Within a month Brien’s crash brings together two Irish people that died for the sports that thrilled them. On May 21st John Delaney failed to come down the mountain, the added anguish to his family being that his body remains in the Everest ice near the summit. Perhaps there is a strange comfort in that, and also for the family of Brien. What consumed both was more than a dalliance with the intrinsic appeal of danger but a relationship, familiar and natural, one that gave enormous pleasure.

The Isle of Man TT is as stunning a spectacle as you will ever see. It is a place where mortality is force fed, where the riders appear to go too fast into bends but somehow come out the far side, where they rear out of the seat to use their bodies as air brakes, smash into birds at 180mph, hit sticks on the road, find slippery bits of white line on hairpin bends.
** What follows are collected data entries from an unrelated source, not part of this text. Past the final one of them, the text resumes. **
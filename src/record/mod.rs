// Licensed to the Apache Software Foundation (ASF) under one
// or more contributor license agreements.  See the NOTICE file
// distributed with this work for additional information
// regarding copyright ownership.  The ASF licenses this file
// to you under the Apache License, Version 2.0 (the
// "License"); you may not use this file except in compliance
// with the License.  You may obtain a copy of the License at
//
//   http://www.apache.org/licenses/LICENSE-2.0
//
// Unless required by applicable law or agreed to in writing,
// software distributed under the License is distributed on an
// "AS IS" BASIS, WITHOUT WARRANTIES OR CONDITIONS OF ANY
// KIND, either express or implied.  See the License for the
// specific language governing permissions and limitations
// under the License.

//! Materialized rows: the dynamic value model, logical type conversion, and
//! the record assembly that folds flat level/value triples back into nested
//! rows.

pub mod assembler;
pub mod convert;
pub mod value;

pub use value::{Int96, Row, Value};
It is the community as much as the sports themselves that are the attraction.

Extreme bike racing and mountaineering are lifestyles and asking people to stop contributing to the body count is to ask them to change their lives because of our own buttoned-up sensibilities and infatuation with living safe and long. It is to say that doing one thing with a life is better than another. In that debate the bravery and the tragic clarity of choice of O’Brien and Delaney seems a creditable one to take.